Der kalkulierende libertäre Ökonom und Reformer, der Argentinien einer radikalen Rosskur unterzieht. Und der populistische Kulturkämpfer, der sich gegen die Eliten, den Sozialismus und "Wokeismus" erhebt. Milei ist beides. Und das hat seine Gründe. Was es damit auf sich hat, warum Milei in Argentinien so populär ist und vieles mehr über den argentinischen Präsidenten beschreibt der Ökonom und Autor Philipp Bagus in seinem Buch "Die Ära Milei - Argentiniens neuer Weg".
Vornweg: Wer eine kritische Auseinandersetzung mit dem Phänomen Milei erwartet, wird vom Buch enttäuscht. Der Autor zählt sich selbst zum Kreis der Verehrer Mileis, der wie er selbst ein Verfechter der Österreichischen Schule der Nationalökonomie ist, einer Denkrichtung, die vom individuellen Handeln, subjektiver Wertschätzung und dem sogenannten Grenznutzenprinzip ausgeht und staatliche Eingriffe scharf ablehnt. Diese Innenansicht eines Gleichdenkenden macht das Buch zwar unkritisch, doch deshalb nicht weniger interessant.

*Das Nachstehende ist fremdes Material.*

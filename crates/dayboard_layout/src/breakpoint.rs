//! Viewport breakpoints and per-breakpoint layout parameters.

use std::hash::{Hash, Hasher};
use std::time::{Duration, Instant};

use serde::{Deserialize, Serialize};
use strum_macros::EnumIter;

use crate::error::Error;

/// Default minimum rendered duration for zero-duration and sub-threshold
/// events, in minutes.
pub const DEFAULT_MIN_DURATION_MINUTES: i64 = 30;

const DEFAULT_RESIZE_DEBOUNCE: Duration = Duration::from_millis(150);

/// A named viewport-width bucket.
#[derive(Debug, Clone, Copy, PartialEq, Eq, Hash, Serialize, Deserialize, EnumIter)]
#[serde(rename_all = "lowercase")]
pub enum Breakpoint {
    Mobile,
    Tablet,
    Desktop,
    Large,
}

impl Breakpoint {
    pub fn as_str(&self) -> &'static str {
        match self {
            Breakpoint::Mobile => "mobile",
            Breakpoint::Tablet => "tablet",
            Breakpoint::Desktop => "desktop",
            Breakpoint::Large => "large",
        }
    }
}

/// The parameter bundle a breakpoint resolves to.
///
/// The vertical origin of the day grid is midnight; the visible hour range
/// is the scroll window, used to exclude events that could never appear and
/// to hide the now-indicator, not to shift geometry.
#[derive(Debug, Clone, Copy, PartialEq, Serialize, Deserialize)]
pub struct ViewParams {
    /// Pixel height of one hour row.
    pub slot_height: f32,
    pub visible_start_hour: u32,
    pub visible_end_hour: u32,
    /// Floor applied to rendered event durations, in minutes.
    pub min_duration_minutes: i64,
    pub max_columns: usize,
    pub compact: bool,
    /// Pills fully positioned per month cell before "+N more".
    pub month_max_display: usize,
    /// Chips fully positioned in the all-day row before "+N more".
    pub all_day_max_display: usize,
}

impl ViewParams {
    pub fn mobile() -> Self {
        ViewParams {
            slot_height: 48.0,
            visible_start_hour: 8,
            visible_end_hour: 20,
            min_duration_minutes: DEFAULT_MIN_DURATION_MINUTES,
            max_columns: 2,
            compact: true,
            month_max_display: 2,
            all_day_max_display: 3,
        }
    }

    pub fn tablet() -> Self {
        ViewParams {
            slot_height: 60.0,
            visible_start_hour: 7,
            visible_end_hour: 21,
            min_duration_minutes: DEFAULT_MIN_DURATION_MINUTES,
            max_columns: 3,
            compact: false,
            month_max_display: 3,
            all_day_max_display: 3,
        }
    }

    pub fn desktop() -> Self {
        ViewParams {
            slot_height: 72.0,
            visible_start_hour: 6,
            visible_end_hour: 22,
            min_duration_minutes: DEFAULT_MIN_DURATION_MINUTES,
            max_columns: 4,
            compact: false,
            month_max_display: 3,
            all_day_max_display: 5,
        }
    }

    pub fn large() -> Self {
        ViewParams {
            slot_height: 84.0,
            visible_start_hour: 6,
            visible_end_hour: 23,
            min_duration_minutes: DEFAULT_MIN_DURATION_MINUTES,
            max_columns: 5,
            compact: false,
            month_max_display: 4,
            all_day_max_display: 5,
        }
    }

    pub fn visible_start_minute(&self) -> i64 {
        self.visible_start_hour as i64 * 60
    }

    pub fn visible_end_minute(&self) -> i64 {
        self.visible_end_hour as i64 * 60
    }

    pub fn validate(&self) -> Result<(), Error> {
        if self.max_columns == 0 {
            return Err(Error::ZeroMaxColumns);
        }
        if !self.slot_height.is_finite() || self.slot_height <= 0.0 {
            return Err(Error::BadSlotHeight(self.slot_height));
        }
        if self.visible_start_hour >= self.visible_end_hour || self.visible_end_hour > 24 {
            return Err(Error::BadHourRange {
                start: self.visible_start_hour,
                end: self.visible_end_hour,
            });
        }
        if self.min_duration_minutes < 0 {
            return Err(Error::NegativeMinDuration(self.min_duration_minutes));
        }
        Ok(())
    }
}

// Layout signatures hash parameter bundles; floats go in as raw bits.
impl Hash for ViewParams {
    fn hash<H: Hasher>(&self, state: &mut H) {
        self.slot_height.to_bits().hash(state);
        self.visible_start_hour.hash(state);
        self.visible_end_hour.hash(state);
        self.min_duration_minutes.hash(state);
        self.max_columns.hash(state);
        self.compact.hash(state);
        self.month_max_display.hash(state);
        self.all_day_max_display.hash(state);
    }
}

/// One row of a breakpoint table: the bucket that wins from `min_width` up.
#[derive(Debug, Clone, PartialEq, Serialize, Deserialize)]
pub struct BreakpointRule {
    pub min_width: f32,
    pub breakpoint: Breakpoint,
    pub params: ViewParams,
}

/// Ascending table of breakpoint rules.
///
/// Resolution picks the last rule whose `min_width` the viewport width
/// reaches. Construction validates the shape once so resolution stays an
/// infallible pure function.
#[derive(Debug, Clone, PartialEq, Serialize, Deserialize)]
pub struct BreakpointTable {
    rules: Vec<BreakpointRule>,
}

impl BreakpointTable {
    pub fn new(rules: Vec<BreakpointRule>) -> Result<Self, Error> {
        let Some(first) = rules.first() else {
            return Err(Error::EmptyBreakpointTable);
        };
        if first.min_width != 0.0 {
            return Err(Error::BreakpointTableOffset(first.min_width));
        }
        for pair in rules.windows(2) {
            if pair[1].min_width <= pair[0].min_width {
                return Err(Error::UnorderedBreakpointTable {
                    prev: pair[0].min_width,
                    next: pair[1].min_width,
                });
            }
        }
        for rule in &rules {
            rule.params.validate()?;
        }
        Ok(BreakpointTable { rules })
    }

    pub fn resolve(&self, width: f32) -> &BreakpointRule {
        self.rules
            .iter()
            .rev()
            .find(|rule| width >= rule.min_width)
            .unwrap_or(&self.rules[0])
    }

    pub fn rules(&self) -> &[BreakpointRule] {
        &self.rules
    }
}

impl Default for BreakpointTable {
    fn default() -> Self {
        BreakpointTable::new(vec![
            BreakpointRule {
                min_width: 0.0,
                breakpoint: Breakpoint::Mobile,
                params: ViewParams::mobile(),
            },
            BreakpointRule {
                min_width: 768.0,
                breakpoint: Breakpoint::Tablet,
                params: ViewParams::tablet(),
            },
            BreakpointRule {
                min_width: 1024.0,
                breakpoint: Breakpoint::Desktop,
                params: ViewParams::desktop(),
            },
            BreakpointRule {
                min_width: 1200.0,
                breakpoint: Breakpoint::Large,
                params: ViewParams::large(),
            },
        ])
        .expect("default breakpoint table is well formed")
    }
}

/// Handle returned by [`BreakpointWatcher::subscribe`]; pass it back to
/// [`BreakpointWatcher::unsubscribe`] to deregister.
#[derive(Debug, Clone, Copy, PartialEq, Eq)]
pub struct Subscription(u64);

type BreakpointCallback = Box<dyn FnMut(&BreakpointRule)>;

/// Explicit subscription point for breakpoint changes.
///
/// The shell feeds raw viewport widths in; subscribers are notified only
/// when the resolved breakpoint actually changes, and observations inside
/// the debounce window are held until [`BreakpointWatcher::poll`] or the
/// next observation outside it. There is no global event bus.
pub struct BreakpointWatcher {
    table: BreakpointTable,
    debounce: Duration,
    last_notified: Option<Instant>,
    pending_width: Option<f32>,
    current: Option<Breakpoint>,
    subscribers: Vec<(u64, BreakpointCallback)>,
    next_id: u64,
}

impl BreakpointWatcher {
    pub fn new(table: BreakpointTable) -> Self {
        BreakpointWatcher {
            table,
            debounce: DEFAULT_RESIZE_DEBOUNCE,
            last_notified: None,
            pending_width: None,
            current: None,
            subscribers: Vec::new(),
            next_id: 0,
        }
    }

    pub fn with_debounce(mut self, debounce: Duration) -> Self {
        self.debounce = debounce;
        self
    }

    pub fn subscribe(&mut self, callback: impl FnMut(&BreakpointRule) + 'static) -> Subscription {
        let id = self.next_id;
        self.next_id += 1;
        self.subscribers.push((id, Box::new(callback)));
        Subscription(id)
    }

    pub fn unsubscribe(&mut self, subscription: Subscription) {
        self.subscribers.retain(|(id, _)| *id != subscription.0);
    }

    pub fn current(&self) -> Option<Breakpoint> {
        self.current
    }

    /// Feed one viewport width observation, e.g. from a resize event.
    pub fn observe_width(&mut self, width: f32) {
        let ready = self
            .last_notified
            .is_none_or(|at| at.elapsed() >= self.debounce);

        if ready {
            self.pending_width = None;
            self.apply(width);
        } else {
            self.pending_width = Some(width);
        }
    }

    /// Flush a held observation once the debounce window has passed.
    pub fn poll(&mut self) {
        let ready = self
            .last_notified
            .is_none_or(|at| at.elapsed() >= self.debounce);

        if ready {
            if let Some(width) = self.pending_width.take() {
                self.apply(width);
            }
        }
    }

    fn apply(&mut self, width: f32) {
        let rule = self.table.resolve(width);
        if self.current == Some(rule.breakpoint) {
            return;
        }
        self.current = Some(rule.breakpoint);
        self.last_notified = Some(Instant::now());

        let rule = rule.clone();
        for (_, callback) in &mut self.subscribers {
            callback(&rule);
        }
    }
}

Bagus erklärt die Prinzipien des Libertarismus und der Österreichischen Schule. Mileis Erfolg dient dabei als Beispiel dafür, wie diese oft theoretisch geltenden Ideen in die Praxis umgesetzt werden können. Bagus erklärt, wie Milei tickt und wie es ihm gelang, vom Außenseiter zum ersten liberal-libertären Präsidenten der Geschichte zu werden. "Nüchtern betrachtet, ist das ein Wunder", schreibt er.
Mileis politischer Erfolg hängt sehr stark mit der jüngeren Vergangenheit Argentiniens zusammen, das einst zu den reichsten Ländern der Welt zählte. Bagus liefert eine schonungslose Analyse der wirtschaftlichen und politischen Situation Argentiniens, wie dies auch Milei in seinem Wahlkampf getan hatte. "Die Argentinier waren (...) verzweifelt und wütend ob ihres Abstiegs. Die Verarmung, die Verschwendung, die politischen Ränkespiele, die Vetternwirtschaft - all das ließ die Bereitschaft für Veränderungen wachsen", schreibt der Autor. Milei hat sich geschickt der "österreichisch"-libertären Ausbeutungstheorie bedient, die den Staat und damit die von Milei als "Kaste" bezeichnete politische Klasse als Ausbeuter sieht. "In einer tiefen wirtschaftlichen Krise hat Javier Milei libertäre und 'österreichische' Argumente benutzt, um eine anti-etatistische Bewegung zu gründen", analysiert Bagus.
Ist Milei ein Populist? Vermutlich schon. Zumindest folgt Milei - wie andere Politiker auch - einer im Jahr 2000 vom libertären Ökonomen Murray Rothbard publizierten Abhandlung zum Rechtspopulismus. Es handelt sich um den Entwurf eines Programms mit acht Punkten, von Steuersenkung über sichere Straßen bis hin zur Verteidigung traditioneller Familienwerte. Zentral sei die Kritik am Establishment, das die politische Korrektheit als "Disziplinierungsverfahren" instrumentalisiere und deswegen zu umgehen sei. Rothbards Programm diene Milei "als Referenz für seine politische Strategie", schreibt Bagus. Er sei "ein rechter Populist im besten Rothbardschen Sinne".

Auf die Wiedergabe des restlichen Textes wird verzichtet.